Strona:PL Poezye Adama Mickiewicza. T. 1. (1899) 160.jpg

Ta strona została uwierzytelniona.

Ucichł, usnął dzwon zamkowy;
Panna czuwa. Na zegarze
Bije północ, milczą straże.
Panna słyszy — dźwięk podkowy;
Brytan, jakby głosu nie miał,
Zawył z cicha i oniemiał.

Skrzypnęły dolne podwoje,
Stąpa ktoś w przysionkach długich,
I otwiera się drzwi troje,
Troje drzwi jedne po drugich.
Wchodzi jeździec cały w bieli
I usiada na pościeli.

Słodko, prędko czas ucieka.
Wtem koń zarżał, jękła sowa,
Zegar wybił: »Bywaj zdrowa,
Koń mój zarżał, koń mój czeka;
Albo wstawaj, na koń siądź
I na wieki moją bądź«.

Miesiąc świeci, jeździec leci
Po zaroślach i po krzach:
Panno, panno, czy nie strach?

Rumak polem jak wiatr niesie,
Niesie lasem.

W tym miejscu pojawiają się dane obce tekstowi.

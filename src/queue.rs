//! Album-level view and editing of the play queue.
//!
//! The player only knows about songs at numbered positions.  [`PlayQueue`]
//! groups them back into albums, and the free functions here edit the queue
//! through [`QueueControl`] one `Delete` or `Play` request at a time.

use std::error::Error;

use tracing::debug;

use crate::catalog::TrackMetadata;

/// One song in the play queue.
#[derive(Debug, Clone, Default, PartialEq, Eq)]
pub struct QueueEntry {
    /// 0-based position in the queue
    pub position: u32,
    pub artist: String,
    pub album: String,
    pub title: String,
    /// 0 when the service did not report one
    pub album_id: u64,
}

/// An album in the play queue.
#[derive(Debug, Clone, PartialEq, Eq)]
pub struct QueueAlbum {
    pub artist: String,
    pub album: String,
    pub album_id: u64,
    pub song_count: usize,
    /// Position of the album's first song
    pub first_position: u32,
}

impl QueueAlbum {
    pub fn is_playing(&self, current: &TrackMetadata) -> bool {
        self.artist == current.artist && self.album == current.album
    }
}

#[derive(Debug, Clone, Default, PartialEq)]
pub struct PlayQueue {
    pub entries: Vec<QueueEntry>,
}

impl PlayQueue {
    pub fn new(entries: Vec<QueueEntry>) -> Self {
        PlayQueue { entries }
    }

    pub fn is_empty(&self) -> bool {
        self.entries.is_empty()
    }

    /// One entry per album id, in queue order, with its song count.
    pub fn albums(&self) -> Vec<QueueAlbum> {
        let mut albums: Vec<QueueAlbum> = Vec::new();

        for entry in &self.entries {
            match albums.iter_mut().find(|a| a.album_id == entry.album_id) {
                Some(album) => album.song_count += 1,
                None => albums.push(QueueAlbum {
                    artist: entry.artist.clone(),
                    album: entry.album.clone(),
                    album_id: entry.album_id,
                    song_count: 1,
                    first_position: entry.position,
                }),
            }
        }

        albums
    }

    /// Albums for the queue listing.  The playing album is left out when its
    /// first queued song comes after the playing position.
    pub fn albums_up_to_current(&self, current: &TrackMetadata) -> Vec<QueueAlbum> {
        let position = current.song_id.unwrap_or(0);
        self.albums()
            .into_iter()
            .filter(|album| !(album.is_playing(current) && album.first_position > position))
            .collect()
    }

    /// First song of the album after the one at `position`.
    ///
    /// Wraps around to the start of the queue when the current album is the
    /// last one.  `None` when `position` is not in the queue.
    pub fn next_album_entry(&self, position: u32) -> Option<&QueueEntry> {
        let index = self.entries.iter().position(|e| e.position == position)?;
        let album = &self.entries[index].album;

        self.entries[index + 1..]
            .iter()
            .find(|e| &e.album != album)
            .or_else(|| self.entries.first())
    }

    pub fn first_position_of_album(&self, album_id: u64) -> Option<u32> {
        self.entries
            .iter()
            .find(|e| e.album_id == album_id)
            .map(|e| e.position)
    }
}

/// Queue editing on the device.
pub trait QueueControl {
    fn play_queue(&self) -> Result<PlayQueue, Box<dyn Error>>;

    /// Position of the song playing now, if any.
    fn current_position(&self) -> Result<Option<u32>, Box<dyn Error>>;

    /// Remove the entry at `position`; later entries move up by one.
    fn delete_entry(&self, position: u32) -> Result<(), Box<dyn Error>>;

    fn play_position(&self, position: u32) -> Result<(), Box<dyn Error>>;
}

/// Delete the songs before the one playing now.  Returns how many went.
pub fn remove_played(queue: &dyn QueueControl) -> Result<u32, Box<dyn Error>> {
    let played = queue.current_position()?.unwrap_or(0);
    let mut removed = 0;

    // Each delete moves the playing song up by one; stop as soon as it is
    // first, and never delete more than were played to begin with.
    while removed < played {
        if queue.current_position()?.unwrap_or(0) == 0 {
            break;
        }
        queue.delete_entry(0)?;
        removed += 1;
    }

    debug!("removed {} played songs", removed);
    Ok(removed)
}

/// Delete every song of one album.  Returns how many went.
pub fn remove_album(queue: &dyn QueueControl, album_id: u64) -> Result<usize, Box<dyn Error>> {
    let queued = queue
        .play_queue()?
        .entries
        .iter()
        .filter(|e| e.album_id == album_id)
        .count();
    let mut removed = 0;

    while removed < queued {
        let Some(position) = queue.play_queue()?.first_position_of_album(album_id) else {
            break;
        };
        queue.delete_entry(position)?;
        removed += 1;
    }

    debug!("removed {} songs of album {}", removed, album_id);
    Ok(removed)
}

/// Jump to the first song of the next album in the queue.
pub fn skip_to_next_album(queue: &dyn QueueControl) -> Result<Option<QueueEntry>, Box<dyn Error>> {
    let Some(position) = queue.current_position()? else {
        return Ok(None);
    };
    let play_queue = queue.play_queue()?;
    let Some(next) = play_queue.next_album_entry(position).cloned() else {
        return Ok(None);
    };

    queue.play_position(next.position)?;
    Ok(Some(next))
}
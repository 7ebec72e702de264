//! Derived per-counterparty summaries
//!
//! Summaries are immutable values rebuilt on every query; they carry no
//! persisted identity and must never be cached and mutated in place.

use chrono::{DateTime, Utc};
use debttally_interpreter::Direction;
use rust_decimal::Decimal;
use serde::{Deserialize, Serialize};

/// Net position against a single counterparty
#[derive(Debug, Clone, Serialize, Deserialize)]
pub struct DebtorSummary {
    /// Display name (first active record's spelling, trimmed)
    pub name: String,
    /// Net principal; positive = owed to the user
    pub principal: Decimal,
    /// Simple weekly interest accrued on lending-side records
    pub accrued_interest: Decimal,
    /// Principal plus accrued interest
    pub total: Decimal,
    /// Whether the net balance is owed to the user
    pub owes_me: bool,
    /// Monetary balance past the grace period and owed to the user
    pub overdue: bool,
    /// Days past the grace period, zero when within it
    pub days_overdue: i64,
    /// Active non-monetary loans
    pub items: Vec<BorrowedItem>,
    /// First non-empty note among unsettled records
    pub note: Option<String>,
}

/// A non-monetary loan tracked by due date instead of interest
#[derive(Debug, Clone, Serialize, Deserialize)]
pub struct BorrowedItem {
    pub name: String,
    pub due_date: Option<DateTime<Utc>>,
    /// Who holds whose item
    pub direction: Direction,
    /// Past an explicit due date
    pub overdue: bool,
    /// Whole days past the due date
    pub days_overdue: i64,
}
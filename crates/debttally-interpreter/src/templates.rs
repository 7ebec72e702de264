//! Ordered sentence templates
//!
//! Template matching is a list of independent "try, else fall through"
//! functions, not a grammar. The order is part of the contract: the settle
//! rule runs first so "settle" is never read as a counterparty name, and
//! the paid rule runs last as the catch-all for payment sentences. An
//! amount that fails to resolve makes the current template fall through
//! rather than failing the whole parse.

use crate::amounts::{resolve_amount, AbbreviationTable};
use crate::types::{Direction, DraftRecord, ParsedAction};
use debttally_utils::display_name;

/// Try every template in order; first match wins
pub(crate) fn dispatch(tokens: &[&str], table: &AbbreviationTable) -> Option<ParsedAction> {
    try_settle(tokens)
        .or_else(|| try_owes(tokens, table))
        .or_else(|| try_i_owe(tokens, table))
        .or_else(|| try_transfer(tokens, table, "lent", "to", Direction::Lent))
        .or_else(|| try_transfer(tokens, table, "borrowed", "from", Direction::Borrowed))
        .or_else(|| try_paid(tokens, table))
}

/// "settle(d) ... with <name>"
fn try_settle(tokens: &[&str]) -> Option<ParsedAction> {
    if !tokens.iter().any(|t| *t == "settle" || *t == "settled") {
        return None;
    }
    let with_idx = tokens.iter().position(|t| *t == "with")?;
    let name = tokens.get(with_idx + 1)?;
    Some(ParsedAction::Settle {
        counterparty: display_name(name),
    })
}

/// "<name> owes (me) <amount>"
fn try_owes(tokens: &[&str], table: &AbbreviationTable) -> Option<ParsedAction> {
    let idx = tokens.iter().position(|t| *t == "owes" || *t == "owe")?;
    if idx == 0 {
        return None;
    }
    let name = tokens[idx - 1];
    // "i owe ..." belongs to the next template
    if name == "i" {
        return None;
    }
    let mut rest = &tokens[idx + 1..];
    if rest.first() == Some(&"me") {
        rest = &rest[1..];
    }
    let amount = resolve_amount(rest, table)?;
    Some(ParsedAction::Add(DraftRecord::money(
        display_name(name),
        amount,
        Direction::Lent,
    )))
}

/// "i owe <name> <amount>"
fn try_i_owe(tokens: &[&str], table: &AbbreviationTable) -> Option<ParsedAction> {
    if tokens.len() < 4 || tokens[0] != "i" || tokens[1] != "owe" {
        return None;
    }
    let amount = resolve_amount(&tokens[3..], table)?;
    Some(ParsedAction::Add(DraftRecord::money(
        display_name(tokens[2]),
        amount,
        Direction::Borrowed,
    )))
}

/// "lent <amount|item> ... to <name>" and the borrowed/from mirror.
/// Middle tokens that do not resolve as an amount name the item itself.
fn try_transfer(
    tokens: &[&str],
    table: &AbbreviationTable,
    verb: &str,
    preposition: &str,
    direction: Direction,
) -> Option<ParsedAction> {
    let verb_idx = tokens.iter().position(|t| *t == verb)?;
    let prep_idx = tokens
        .iter()
        .skip(verb_idx + 1)
        .position(|t| *t == preposition)
        .map(|offset| offset + verb_idx + 1)?;
    let middle = &tokens[verb_idx + 1..prep_idx];
    let name = display_name(tokens.get(prep_idx + 1)?);

    if let Some(amount) = resolve_amount(middle, table) {
        return Some(ParsedAction::Add(DraftRecord::money(name, amount, direction)));
    }
    if middle.is_empty() {
        return None;
    }
    Some(ParsedAction::Add(DraftRecord::item(
        name,
        middle.join(" "),
        direction,
    )))
}

/// "<name> paid (<amount>)" or "paid <name> (<amount>)".
/// With an amount this is a counter-transaction: a borrowed-direction
/// record that nets against the debt in the next aggregation, leaving the
/// original record untouched. Without one it settles the counterparty.
fn try_paid(tokens: &[&str], table: &AbbreviationTable) -> Option<ParsedAction> {
    let idx = tokens.iter().position(|t| *t == "paid")?;
    let (name_token, rest): (&str, &[&str]) = if idx > 0 {
        (tokens[idx - 1], &tokens[idx + 1..])
    } else {
        (tokens.get(1)?, tokens.get(2..).unwrap_or(&[]))
    };
    let name = display_name(name_token);

    match resolve_amount(rest, table) {
        Some(amount) => {
            let mut draft = DraftRecord::money(name, amount, Direction::Borrowed);
            draft.note = Some("Partial payment".to_string());
            Some(ParsedAction::Add(draft))
        }
        None => Some(ParsedAction::Settle { counterparty: name }),
    }
}

// ==================== Tests ====================

#[cfg(test)]
mod tests {
    use super::*;
    use rust_decimal::Decimal;

    fn dispatch_line(line: &str) -> Option<ParsedAction> {
        let tokens: Vec<&str> = line.split_whitespace().collect();
        dispatch(&tokens, &AbbreviationTable::default())
    }

    fn expect_add(line: &str) -> DraftRecord {
        match dispatch_line(line) {
            Some(ParsedAction::Add(draft)) => draft,
            other => panic!("expected add for {:?}, got {:?}", line, other),
        }
    }

    #[test]
    fn test_settle_template() {
        assert_eq!(
            dispatch_line("settle with bob"),
            Some(ParsedAction::Settle {
                counterparty: "Bob".to_string()
            })
        );
        assert_eq!(
            dispatch_line("settled up with sarah"),
            Some(ParsedAction::Settle {
                counterparty: "Sarah".to_string()
            })
        );
    }

    #[test]
    fn test_owes_template() {
        let draft = expect_add("john owes me 2 notes");
        assert_eq!(draft.counterparty, "John");
        assert_eq!(draft.amount, Some(Decimal::from(200)));
        assert_eq!(draft.direction, Direction::Lent);

        // "me" is optional
        let draft = expect_add("john owes 25");
        assert_eq!(draft.amount, Some(Decimal::from(25)));
    }

    #[test]
    fn test_i_owe_template() {
        let draft = expect_add("i owe sarah 30.50");
        assert_eq!(draft.counterparty, "Sarah");
        assert_eq!(draft.amount, Some("30.50".parse().unwrap()));
        assert_eq!(draft.direction, Direction::Borrowed);
    }

    #[test]
    fn test_lent_to_template() {
        let draft = expect_add("lent 50 to john");
        assert_eq!(draft.counterparty, "John");
        assert_eq!(draft.amount, Some(Decimal::from(50)));
        assert_eq!(draft.direction, Direction::Lent);
    }

    #[test]
    fn test_borrowed_from_template() {
        let draft = expect_add("borrowed 2 notes from alice");
        assert_eq!(draft.counterparty, "Alice");
        assert_eq!(draft.amount, Some(Decimal::from(200)));
        assert_eq!(draft.direction, Direction::Borrowed);
    }

    #[test]
    fn test_item_loans() {
        let draft = expect_add("lent my ladder to john");
        assert_eq!(draft.counterparty, "John");
        assert_eq!(draft.amount, None);
        assert_eq!(draft.item, Some("my ladder".to_string()));
        assert_eq!(draft.direction, Direction::Lent);

        let draft = expect_add("borrowed drill from bob");
        assert_eq!(draft.item, Some("drill".to_string()));
        assert_eq!(draft.direction, Direction::Borrowed);
    }

    #[test]
    fn test_paid_with_amount_is_counter_transaction() {
        // ordering: must never be absorbed by the owes rule
        let draft = expect_add("john paid 25");
        assert_eq!(draft.counterparty, "John");
        assert_eq!(draft.amount, Some(Decimal::from(25)));
        assert_eq!(draft.direction, Direction::Borrowed);
        assert_eq!(draft.note, Some("Partial payment".to_string()));
    }

    #[test]
    fn test_paid_without_amount_settles() {
        assert_eq!(
            dispatch_line("john paid"),
            Some(ParsedAction::Settle {
                counterparty: "John".to_string()
            })
        );
    }

    #[test]
    fn test_leading_paid_takes_next_token_as_name() {
        let draft = expect_add("paid sarah 40");
        assert_eq!(draft.counterparty, "Sarah");
        assert_eq!(draft.amount, Some(Decimal::from(40)));

        assert_eq!(
            dispatch_line("paid sarah"),
            Some(ParsedAction::Settle {
                counterparty: "Sarah".to_string()
            })
        );
    }

    #[test]
    fn test_no_template_matches_gibberish() {
        assert_eq!(dispatch_line("what is the weather"), None);
        assert_eq!(dispatch_line("paid"), None);
        // owes with an unresolvable amount falls through to nothing
        assert_eq!(dispatch_line("john owes me lunch"), None);
    }
}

Głucho w lesie;
Tu i owdzie wystraszona
W suchej jodle kracze wrona,
Po łozach wilcze źrenice
Migają się jako świéce.

»W cwał, mój koniu, w cwał!
Miesiąc na dół schodzi z chmur:
A nim zejdzie miesiąc z chmur
Mamy sadzić dziesięć skał,
Dziesięć rzek i dziewięć gór;
Za godzinę pieje kur«.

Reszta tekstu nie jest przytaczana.